What to work on: Go through the listing below and say how many lines include "offsets". Give the number by itself.

Provided information:

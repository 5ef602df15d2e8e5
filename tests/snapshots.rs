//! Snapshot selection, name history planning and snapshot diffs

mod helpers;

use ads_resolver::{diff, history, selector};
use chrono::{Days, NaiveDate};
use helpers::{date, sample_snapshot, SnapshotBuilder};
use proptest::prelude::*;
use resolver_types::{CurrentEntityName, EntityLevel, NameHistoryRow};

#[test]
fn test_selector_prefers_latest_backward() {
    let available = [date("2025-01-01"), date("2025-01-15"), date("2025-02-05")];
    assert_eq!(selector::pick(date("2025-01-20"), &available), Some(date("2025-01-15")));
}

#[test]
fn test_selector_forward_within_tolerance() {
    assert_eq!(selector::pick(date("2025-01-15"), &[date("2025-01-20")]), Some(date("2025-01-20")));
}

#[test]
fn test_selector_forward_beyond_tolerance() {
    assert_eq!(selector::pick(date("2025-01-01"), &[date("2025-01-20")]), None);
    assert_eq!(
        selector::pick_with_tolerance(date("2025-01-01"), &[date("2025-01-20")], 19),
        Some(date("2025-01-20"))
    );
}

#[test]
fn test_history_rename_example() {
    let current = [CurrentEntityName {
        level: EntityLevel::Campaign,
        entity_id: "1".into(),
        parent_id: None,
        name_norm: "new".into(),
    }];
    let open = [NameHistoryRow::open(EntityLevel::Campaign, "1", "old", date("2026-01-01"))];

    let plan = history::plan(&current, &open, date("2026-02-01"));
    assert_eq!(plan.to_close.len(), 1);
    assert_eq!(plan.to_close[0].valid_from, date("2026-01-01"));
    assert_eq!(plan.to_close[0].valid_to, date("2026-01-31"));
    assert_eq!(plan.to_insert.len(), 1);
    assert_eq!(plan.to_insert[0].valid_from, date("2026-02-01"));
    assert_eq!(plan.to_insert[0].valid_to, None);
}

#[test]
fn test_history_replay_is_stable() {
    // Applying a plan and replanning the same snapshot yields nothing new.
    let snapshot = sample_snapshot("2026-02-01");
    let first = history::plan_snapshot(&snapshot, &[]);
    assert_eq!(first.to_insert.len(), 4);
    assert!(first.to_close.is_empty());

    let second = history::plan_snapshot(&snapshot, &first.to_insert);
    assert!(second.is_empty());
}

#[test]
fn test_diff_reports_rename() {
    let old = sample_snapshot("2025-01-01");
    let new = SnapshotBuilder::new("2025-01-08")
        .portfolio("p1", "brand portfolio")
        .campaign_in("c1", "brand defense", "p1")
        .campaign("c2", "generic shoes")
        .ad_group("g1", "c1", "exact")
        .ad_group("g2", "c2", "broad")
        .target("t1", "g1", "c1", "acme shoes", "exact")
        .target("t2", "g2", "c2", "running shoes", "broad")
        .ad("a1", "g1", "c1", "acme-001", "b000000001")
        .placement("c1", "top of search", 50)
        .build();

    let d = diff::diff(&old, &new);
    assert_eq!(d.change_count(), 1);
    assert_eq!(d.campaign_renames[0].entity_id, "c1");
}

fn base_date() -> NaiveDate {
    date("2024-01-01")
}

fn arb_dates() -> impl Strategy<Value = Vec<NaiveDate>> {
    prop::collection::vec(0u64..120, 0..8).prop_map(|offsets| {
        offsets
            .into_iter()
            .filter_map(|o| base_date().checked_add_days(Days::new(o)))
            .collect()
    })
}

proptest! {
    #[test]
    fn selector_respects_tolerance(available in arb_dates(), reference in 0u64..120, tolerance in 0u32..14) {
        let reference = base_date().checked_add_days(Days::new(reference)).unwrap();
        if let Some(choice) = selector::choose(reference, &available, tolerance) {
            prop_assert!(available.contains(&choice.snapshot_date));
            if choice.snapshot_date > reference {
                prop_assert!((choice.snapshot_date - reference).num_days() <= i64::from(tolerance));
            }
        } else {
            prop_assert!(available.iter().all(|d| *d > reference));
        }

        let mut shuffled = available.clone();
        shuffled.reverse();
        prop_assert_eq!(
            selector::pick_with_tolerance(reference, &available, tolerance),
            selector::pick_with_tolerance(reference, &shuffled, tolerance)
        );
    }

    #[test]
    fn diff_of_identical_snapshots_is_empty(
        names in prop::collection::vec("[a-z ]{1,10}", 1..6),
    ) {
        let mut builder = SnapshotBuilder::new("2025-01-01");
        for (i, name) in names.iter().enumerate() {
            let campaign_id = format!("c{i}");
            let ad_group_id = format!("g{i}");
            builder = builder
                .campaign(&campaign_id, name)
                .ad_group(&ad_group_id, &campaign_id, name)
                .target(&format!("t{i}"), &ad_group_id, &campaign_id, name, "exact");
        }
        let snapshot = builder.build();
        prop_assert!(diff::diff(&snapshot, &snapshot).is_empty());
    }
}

Output for this task: 2